I'm just learning Haskell and I'm still not entirely clear on when and how strict evaluation is forced

When I want a function to evaluate its arguments strictly I find myself writing

((f $! x) $! y ) $! z

which seems weird. Shouldn't $! be left-associative so I could write

f $! x $! y $! z

and have it do what I want?

Am I completely misunderstanding the $! operator?

Answer 1

It's to mirror the fixity of $. You could make a very good case for both $ and $! having the wrong fixity.

Answer 2

Argument against

I found a proposal from 2008 in haskell-prime to make the $ and $! operators left-associative:

https://ghc.haskell.org/trac/haskell-prime/wiki/ChangeDollarAssociativity

There is only one argument against the proposal: "This would break a lot of code".

Arguments in favour

Instead, there are given four arguments in favour of left-associative ($), the last one being the same as yours, and considered the most important.
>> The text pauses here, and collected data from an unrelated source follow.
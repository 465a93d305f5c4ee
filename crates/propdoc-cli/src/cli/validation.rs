/// Parse and normalize a file extension given on the command line.
///
/// A leading dot is accepted and dropped, so `.jsx` and `jsx` are the same
/// extension. Extensions may contain inner dots (`d.ts`) but never path
/// separators or whitespace.
///
/// # Examples
///
/// Valid: `js`, `.jsx`, `d.ts`
/// Invalid: `""`, `.`, `src/js`, `j s`
pub fn parse_extension(s: &str) -> Result<String, String> {
    let extension = s.trim().trim_start_matches('.');

    if extension.is_empty() {
        return Err(format!("Extension cannot be empty: '{}'", s));
    }

    if extension
        .chars()
        .any(|c| c == '/' || c == '\\' || c.is_whitespace())
    {
        return Err(format!(
            "Extension cannot contain path separators or whitespace: '{}'",
            s
        ));
    }

    Ok(extension.to_string())
}

/// Parse the separator used when rewriting path keys.
pub fn parse_separator(s: &str) -> Result<String, String> {
    if s.is_empty() {
        return Err("Separator cannot be empty".to_string());
    }

    Ok(s.to_string())
}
They are, in short:

• 0) given the expression f x y, with two applications, we would be able to write f $ x $ y

• 1) now, with right associative ($), we can write f . g . h $ x as f $ g $ h $ x,

  however: \x -> f $ g $ h $ x ==> f $ g $ h is invalid,

  so that writing such pipelines with composition is better, as it allows easier cleanup of code

• 2) Left associative ($) allows you to eliminate more parentheses, in addition to the ones eliminated with (.), for instance:

  f (g x) (h y) ==> f $ g x $ h y

• 3) your argument: the right associative version of $! is inconvenient because of giving rise to things like: ((f $! x) $! y) $! z instead of f $! x $! y $! z

Conclusion

I give support to use the better left-associative version of application operators redefining them at the beginning of our code, like this:

import Prelude hiding (($), ($!))

infixl 0  $, $!
($), ($!) :: (a -> b) -> a -> b  
f $  x =         f x
f $! x = x `seq` f x